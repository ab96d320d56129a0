//! Type-ahead suggestions and the subject catalogue

use super::{Document, SearchIndex};
use lazy_static::lazy_static;
use std::collections::{HashMap, HashSet};

/// Default number of suggestions returned
pub const DEFAULT_SUGGESTION_LIMIT: usize = 10;

lazy_static! {
    static ref SUBJECT_NAMES: HashMap<&'static str, &'static str> = HashMap::from([
        ("toanHoc", "Toán cao cấp"),
        ("vatLy", "Vật lý đại cương"),
        ("hoaHoc", "Hóa học"),
        ("sinhHoc", "Sinh học"),
        ("vanHoc", "Văn học"),
        ("tiengAnh", "Tiếng Anh"),
        ("lichSu", "Lịch sử"),
        ("diaLy", "Địa lý"),
        ("tinHoc", "Tin học đại cương"),
        ("kinhTe", "Kinh tế học"),
        ("trietHoc", "Triết học"),
    ]);
}

/// Display name for a subject code; unknown codes are shown as-is
pub fn subject_display_name(code: &str) -> &str {
    SUBJECT_NAMES.get(code).copied().unwrap_or(code)
}

impl SearchIndex {
    /// Suggest file names, subjects and exam types matching `partial`.
    ///
    /// Queries shorter than two characters yield nothing.
    pub fn suggestions(&self, partial: &str, documents: &[Document], limit: usize) -> Vec<String> {
        suggestions(partial, documents, limit)
    }
}

pub fn suggestions(partial: &str, documents: &[Document], limit: usize) -> Vec<String> {
    let needle = partial.trim().to_lowercase();
    if needle.chars().count() < 2 {
        return Vec::new();
    }

    let mut found = Suggestions::new(limit);

    for document in documents {
        if document.name.to_lowercase().contains(&needle) {
            found.push(&document.name);
        }
    }

    for code in documents.iter().filter_map(|d| d.subject.as_deref()) {
        let name = subject_display_name(code);
        if code.to_lowercase().contains(&needle) || name.to_lowercase().contains(&needle) {
            found.push(name);
        }
    }

    for exam_type in documents.iter().filter_map(|d| d.exam_type()) {
        if exam_type.to_lowercase().contains(&needle) {
            found.push(exam_type);
        }
    }

    found.into_vec()
}

/// First-found, deduplicated, capped list
struct Suggestions {
    items: Vec<String>,
    seen: HashSet<String>,
    limit: usize,
}

impl Suggestions {
    fn new(limit: usize) -> Self {
        Self {
            items: Vec::new(),
            seen: HashSet::new(),
            limit,
        }
    }

    fn push(&mut self, value: &str) {
        if self.items.len() < self.limit && self.seen.insert(value.to_string()) {
            self.items.push(value.to_string());
        }
    }

    fn into_vec(self) -> Vec<String> {
        self.items
    }
}
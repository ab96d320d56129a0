//! CLI argument definitions

use clap::{Args, Parser, Subcommand, ValueEnum};
use std::path::PathBuf;

#[derive(Parser)]
#[command(name = "examdesk")]
#[command(
    author,
    version,
    about = "Study assistant: ask a generative model and search exam documents"
)]
pub struct Cli {
    #[command(subcommand)]
    pub command: Commands,

    /// Output format
    #[arg(long, global = true, value_enum, default_value = "cli")]
    pub format: OutputFormat,

    /// Verbose output
    #[arg(short, long, global = true)]
    pub verbose: bool,
}

#[derive(Subcommand)]
pub enum Commands {
    /// Manage API keys
    Keys(KeysArgs),

    /// Ask the model a question
    Ask(AskArgs),

    /// Manage uploaded documents
    Docs(DocsArgs),

    /// Search uploaded documents
    Search(SearchArgs),

    /// Suggest completions for a partial query
    Suggest(SuggestArgs),

    /// Show the filter values present in the document store
    Filters,
}

#[derive(Args)]
pub struct KeysArgs {
    #[command(subcommand)]
    pub action: KeysAction,
}

#[derive(Subcommand)]
pub enum KeysAction {
    /// Add an API key at the end of the rotation
    Add { key: String },
    /// List keys (masked) with their health
    #[command(alias = "ls")]
    List,
    /// Remove the key at an index
    #[command(alias = "rm")]
    Remove { index: usize },
    /// Advance to the next key
    Rotate,
    /// Make the key at an index current
    Select { index: usize },
    /// Send a probe request with one key, or every key
    Check { index: Option<usize> },
    /// Turn fallback to the next key on or off
    Fallback {
        #[arg(value_enum)]
        state: Toggle,
    },
}

#[derive(Clone, Copy, ValueEnum)]
pub enum Toggle {
    On,
    Off,
}

#[derive(Args)]
pub struct AskArgs {
    /// Question text
    #[arg(required = true)]
    pub prompt: Vec<String>,

    /// File whose text is sent as reference material
    #[arg(long)]
    pub context_file: Option<PathBuf>,
}

#[derive(Args)]
pub struct DocsArgs {
    #[command(subcommand)]
    pub action: DocsAction,
}

#[derive(Subcommand)]
pub enum DocsAction {
    /// Add a text document to the store
    Add {
        file: PathBuf,
        /// Display name (defaults to the file name)
        #[arg(long)]
        name: Option<String>,
        /// Subject code, e.g. toanHoc
        #[arg(long)]
        subject: Option<String>,
        /// MIME type (guessed from the extension when omitted)
        #[arg(long = "type")]
        file_type: Option<String>,
        /// Exam type, e.g. cuoiKy
        #[arg(long)]
        exam_type: Option<String>,
        /// Exam year
        #[arg(long)]
        year: Option<i32>,
    },
    /// List stored documents
    #[command(alias = "ls")]
    List,
    /// Remove the document at a position
    #[command(alias = "rm")]
    Remove { position: usize },
}

#[derive(Args)]
pub struct SearchArgs {
    /// Search query (empty lists everything that passes the filters)
    pub query: Vec<String>,

    /// Subject code
    #[arg(long)]
    pub subject: Option<String>,

    /// MIME type
    #[arg(long = "type")]
    pub file_type: Option<String>,

    /// Exam type
    #[arg(long)]
    pub exam_type: Option<String>,

    /// Earliest upload date (YYYY-MM-DD)
    #[arg(long)]
    pub from: Option<String>,

    /// Latest upload date (YYYY-MM-DD, inclusive)
    #[arg(long)]
    pub to: Option<String>,

    /// Wrap matched terms in <mark> tags
    #[arg(long)]
    pub highlight: bool,

    /// Maximum number of results
    #[arg(short = 'n', long)]
    pub limit: Option<usize>,
}

#[derive(Args)]
pub struct SuggestArgs {
    /// Partial query text
    pub partial: String,

    /// Maximum number of suggestions
    #[arg(short = 'n', long, default_value = "10")]
    pub limit: usize,
}

#[derive(Clone, Copy, ValueEnum, Default, PartialEq, Eq)]
pub enum OutputFormat {
    #[default]
    Cli,
    Json,
    Csv,
    Md,
}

· · · · ·

> _ACTIVITY_: Return every entry verbatim.

> _SOLUTION FOR THIS PROBLEM_:
repository ab96d320d56129a0
//! Type-ahead suggestions and the subject catalogue

use super::{Document, SearchIndex};
use lazy_static::lazy_static;
use std::collections::{HashMap, HashSet};

/// Default number of suggestions returned
pub const DEFAULT_SUGGESTION_LIMIT: usize = 10;

lazy_static! {
    static ref SUBJECT_NAMES: HashMap<&'static str, &'static str> = HashMap::from([
        ("toanHoc", "Toán cao cấp"),
        ("vatLy", "Vật lý đại cương"),
        ("hoaHoc", "Hóa học"),
        ("sinhHoc", "Sinh học"),
        ("vanHoc", "Văn học"),
        ("tiengAnh", "Tiếng Anh"),
        ("lichSu", "Lịch sử"),
        ("diaLy", "Địa lý"),
        ("tinHoc", "Tin học đại cương"),
        ("kinhTe", "Kinh tế học"),
        ("trietHoc", "Triết học"),
    ]);
}

/// Display name for a subject code; unknown codes are shown as-is
pub fn subject_display_name(code: &str) -> &str {
    SUBJECT_NAMES.get(code).copied().unwrap_or(code)
}

impl SearchIndex {
    /// Suggest file names, subjects and exam types matching `partial`.
    ///
    /// Queries shorter than two characters yield nothing.
    pub fn suggestions(&self, partial: &str, documents: &[Document], limit: usize) -> Vec<String> {
        suggestions(partial, documents, limit)
    }
}

pub fn suggestions(partial: &str, documents: &[Document], limit: usize) -> Vec<String> {
    let needle = partial.trim().to_lowercase();
    if needle.chars().count() < 2 {
        return Vec::new();
    }

    let mut found = Suggestions::new(limit);

    for document in documents {
        if document.name.to_lowercase().contains(&needle) {
            found.push(&document.name);
        }
    }

    for code in documents.iter().filter_map(|d| d.subject.as_deref()) {
        let name = subject_display_name(code);
        if code.to_lowercase().contains(&needle) || name.to_lowercase().contains(&needle) {
            found.push(name);
        }
    }

    for exam_type in documents.iter().filter_map(|d| d.exam_type()) {
        if exam_type.to_lowercase().contains(&needle) {
            found.push(exam_type);
        }
    }

    found.into_vec()
}

/// First-found, deduplicated, capped list
struct Suggestions {
    items: Vec<String>,
    seen: HashSet<String>,
    limit: usize,
}

impl Suggestions {
    fn new(limit: usize) -> Self {
        Self {
            items: Vec::new(),
            seen: HashSet::new(),
            limit,
        }
    }

    fn push(&mut self, value: &str) {
        if self.items.len() < self.limit && self.seen.insert(value.to_string()) {
            self.items.push(value.to_string());
        }
    }

    fn into_vec(self) -> Vec<String> {
        self.items
    }
}
repository ab96d320d56129a0
//! CLI argument definitions

use clap::{Args, Parser, Subcommand, ValueEnum};
use std::path::PathBuf;

#[derive(Parser)]
#[command(name = "examdesk")]
#[command(
    author,
    version,
    about = "Study assistant: ask a generative model and search exam documents"
)]
pub struct Cli {
    #[command(subcommand)]
    pub command: Commands,

    /// Output format
    #[arg(long, global = true, value_enum, default_value = "cli")]
    pub format: OutputFormat,

    /// Verbose output
    #[arg(short, long, global = true)]
    pub verbose: bool,
}

#[derive(Subcommand)]
pub enum Commands {
    /// Manage API keys
    Keys(KeysArgs),

    /// Ask the model a question
    Ask(AskArgs),

    /// Manage uploaded documents
    Docs(DocsArgs),

    /// Search uploaded documents
    Search(SearchArgs),

    /// Suggest completions for a partial query
    Suggest(SuggestArgs),

    /// Show the filter values present in the document store
    Filters,
}

#[derive(Args)]
pub struct KeysArgs {
    #[command(subcommand)]
    pub action: KeysAction,
}

#[derive(Subcommand)]
pub enum KeysAction {
    /// Add an API key at the end of the rotation
    Add { key: String },
    /// List keys (masked) with their health
    #[command(alias = "ls")]
    List,
    /// Remove the key at an index
    #[command(alias = "rm")]
    Remove { index: usize },
    /// Advance to the next key
    Rotate,
    /// Make the key at an index current
    Select { index: usize },
    /// Send a probe request with one key, or every key
    Check { index: Option<usize> },
    /// Turn fallback to the next key on or off
    Fallback {
        #[arg(value_enum)]
        state: Toggle,
    },
}

#[derive(Clone, Copy, ValueEnum)]
pub enum Toggle {
    On,
    Off,
}

#[derive(Args)]
pub struct AskArgs {
    /// Question text
    #[arg(required = true)]
    pub prompt: Vec<String>,

    /// File whose text is sent as reference material
    #[arg(long)]
    pub context_file: Option<PathBuf>,
}

#[derive(Args)]
pub struct DocsArgs {
    #[command(subcommand)]
    pub action: DocsAction,
}

#[derive(Subcommand)]
pub enum DocsAction {
    /// Add a text document to the store
    Add {
        file: PathBuf,
        /// Display name (defaults to the file name)
        #[arg(long)]
        name: Option<String>,
        /// Subject code, e.g. toanHoc
        #[arg(long)]
        subject: Option<String>,
        /// MIME type (guessed from the extension when omitted)
        #[arg(long = "type")]
        file_type: Option<String>,
        /// Exam type, e.g. cuoiKy
        #[arg(long)]
        exam_type: Option<String>,
        /// Exam year
        #[arg(long)]
        year: Option<i32>,
    },
    /// List stored documents
    #[command(alias = "ls")]
    List,
    /// Remove the document at a position
    #[command(alias = "rm")]
    Remove { position: usize },
}

#[derive(Args)]
pub struct SearchArgs {
    /// Search query (empty lists everything that passes the filters)
    pub query: Vec<String>,

    /// Subject code
    #[arg(long)]
    pub subject: Option<String>,

    /// MIME type
    #[arg(long = "type")]
    pub file_type: Option<String>,

    /// Exam type
    #[arg(long)]
    pub exam_type: Option<String>,

    /// Earliest upload date (YYYY-MM-DD)
    #[arg(long)]
    pub from: Option<String>,

    /// Latest upload date (YYYY-MM-DD, inclusive)
    #[arg(long)]
    pub to: Option<String>,

    /// Wrap matched terms in <mark> tags
    #[arg(long)]
    pub highlight: bool,

    /// Maximum number of results
    #[arg(short = 'n', long)]
    pub limit: Option<usize>,
}

#[derive(Args)]
pub struct SuggestArgs {
    /// Partial query text
    pub partial: String,

    /// Maximum number of suggestions
    #[arg(short = 'n', long, default_value = "10")]
    pub limit: usize,
}

#[derive(Clone, Copy, ValueEnum, Default, PartialEq, Eq)]
pub enum OutputFormat {
    #[default]
    Cli,
    Json,
    Csv,
    Md,
}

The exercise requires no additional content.